Meio desconfiados subimos a rampa cercados pela a multidão e ouvindo eles conversar sem entender uma palavra. Sem perda de tempo fomos direto para o campo de jogo. A bola rolou e nosso time ficou encurralado, parecia que eles tinham mais de cinquenta jogadores. Quando a gente dominava a bola aparecia de três a quatro marcadores e na maior gritaria. Depois de algum tempo nessa batalha, foi que fomos perceber que eles não guardavam posições, onde a bola estava eles se amontoavam. Passamos então a ocupar os espaços vazios e tocar a bola logo os gols foram saindo. No final dos 90 minutos o placar assinalava 17 a zero.

Final do jogo fomos logo nos preparando para retornar à Miracema. Cercados por toda a nação xerente enquanto tirávamos as chuteiras para podermos embarcar, fomos surpreendidos pela chegada de um velho cacique. De borduna(arma indígena) na mão , ensaiando uns estranhos passos de dança, de repente ele parou, levantou a cabeça, olhou dentro dos olhos de cada um, suspirou fundo e com um bom sotaque indígena mandou seu comentário sobre o jogo.

  • Jogô só um pouquim e foi esse tanto de gôlo, se jogá o dia todo vai ser mais de mile...eh! eh! eh!...

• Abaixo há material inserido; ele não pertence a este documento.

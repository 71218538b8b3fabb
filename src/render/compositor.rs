//! Frame compositor: blends the source and target views during a transition.
//!
//! The incoming view slides in from below (unlocking) or from above (locking) while the
//! outgoing view slides out the opposite way, cross-fading over the base background.

use super::view::{ViewContext, ViewRenderer};
use super::Surface;
use crate::common::constants::BASE_BACKGROUND;
use crate::core::state::{AnimationDirection, AppState};

/// Offsets and opacities of both views at one point of a transition.
#[derive(Debug, Clone, Copy, PartialEq)]
pub struct ProgressSample {
    /// Clamped progress in `[0, 1]`.
    pub progress: f32,
    pub source_offset_y: i32,
    pub target_offset_y: i32,
    pub source_alpha: u8,
    pub target_alpha: u8,
}

impl ProgressSample {
    /// Pure function of direction, progress, and viewport height.
    ///
    /// Progress is clamped to `[0, 1]` before anything else; NaN counts as 0.
    pub fn compute(direction: AnimationDirection, progress: f32, height: u32) -> Self {
        let p = if progress.is_nan() {
            0.0
        } else {
            progress.clamp(0.0, 1.0)
        };

        let sign = direction.travel_sign() as f32;
        if sign == 0.0 {
            return Self {
                progress: p,
                source_offset_y: 0,
                target_offset_y: 0,
                source_alpha: u8::MAX,
                target_alpha: u8::MAX,
            };
        }

        let h = height as f32;
        Self {
            progress: p,
            source_offset_y: (sign * h * p).round() as i32,
            target_offset_y: (-sign * h * (1.0 - p)).round() as i32,
            source_alpha: (255.0 * (1.0 - p)).round() as u8,
            target_alpha: (255.0 * p).round() as u8,
        }
    }
}

/// What a single presented frame shows.
#[derive(Debug, Clone, Copy, PartialEq)]
pub enum Frame {
    /// No transition; the view of this state fills the surface.
    Settled(AppState),
    Transition {
        source: AppState,
        target: AppState,
        sample: ProgressSample,
    },
}

/// Owns the scratch surfaces the two views are rendered into during a transition.
#[derive(Debug)]
pub struct Compositor {
    source: Surface,
    target: Surface,
}

impl Default for Compositor {
    fn default() -> Self {
        Self::new()
    }
}

impl Compositor {
    pub fn new() -> Self {
        Self {
            source: Surface::new(0, 0),
            target: Surface::new(0, 0),
        }
    }

    /// Render `frame` into `out`, whose dimensions define the viewport.
    pub fn compose(
        &mut self,
        out: &mut Surface,
        renderer: &dyn ViewRenderer,
        ctx: &ViewContext<'_>,
        frame: &Frame,
    ) {
        match *frame {
            Frame::Settled(state) => render_view(renderer, state, out, ctx),
            Frame::Transition {
                source,
                target,
                sample,
            } => {
                let (width, height) = (out.width(), out.height());
                if self.source.width() != width || self.source.height() != height {
                    self.source.resize(width, height);
                    self.target.resize(width, height);
                }

                render_view(renderer, source, &mut self.source, ctx);
                render_view(renderer, target, &mut self.target, ctx);

                out.fill(BASE_BACKGROUND);
                out.blend_from(&self.source, sample.source_offset_y, sample.source_alpha);
                out.blend_from(&self.target, sample.target_offset_y, sample.target_alpha);
            }
        }
    }
}

fn render_view(
    renderer: &dyn ViewRenderer,
    state: AppState,
    surface: &mut Surface,
    ctx: &ViewContext<'_>,
) {
    match state {
        AppState::Locked => renderer.render_locked(surface, &ctx.wall),
        AppState::Unlocked => renderer.render_unlocked(surface, ctx.username, ctx.reveal_secret),
    }
}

    Na hora caímos na gargalhada com ele, mas não entendemos nada. Só depois descobrimos porque ele teceu este comentário. É que o costume deles era começar a jogar de manhã, só parar para almoçar e voltava pra pelada até escurecer. O pior é que na maioria das vezes o placar não saía do zero a zero.

    Mas o projeto do nosso amigo Toinho, valeu a pena. No final da década a equipe chegou a jogar no Estádio Serra Dourada em Goiânia, contra a equipe escrete de ouro dos cronistas esportivos de Goiás. E com a criação do Estado do Tocantins e a profissionalização do futebol, é comum ver um índio disputando o Campeonato Tocantinense de Futebol.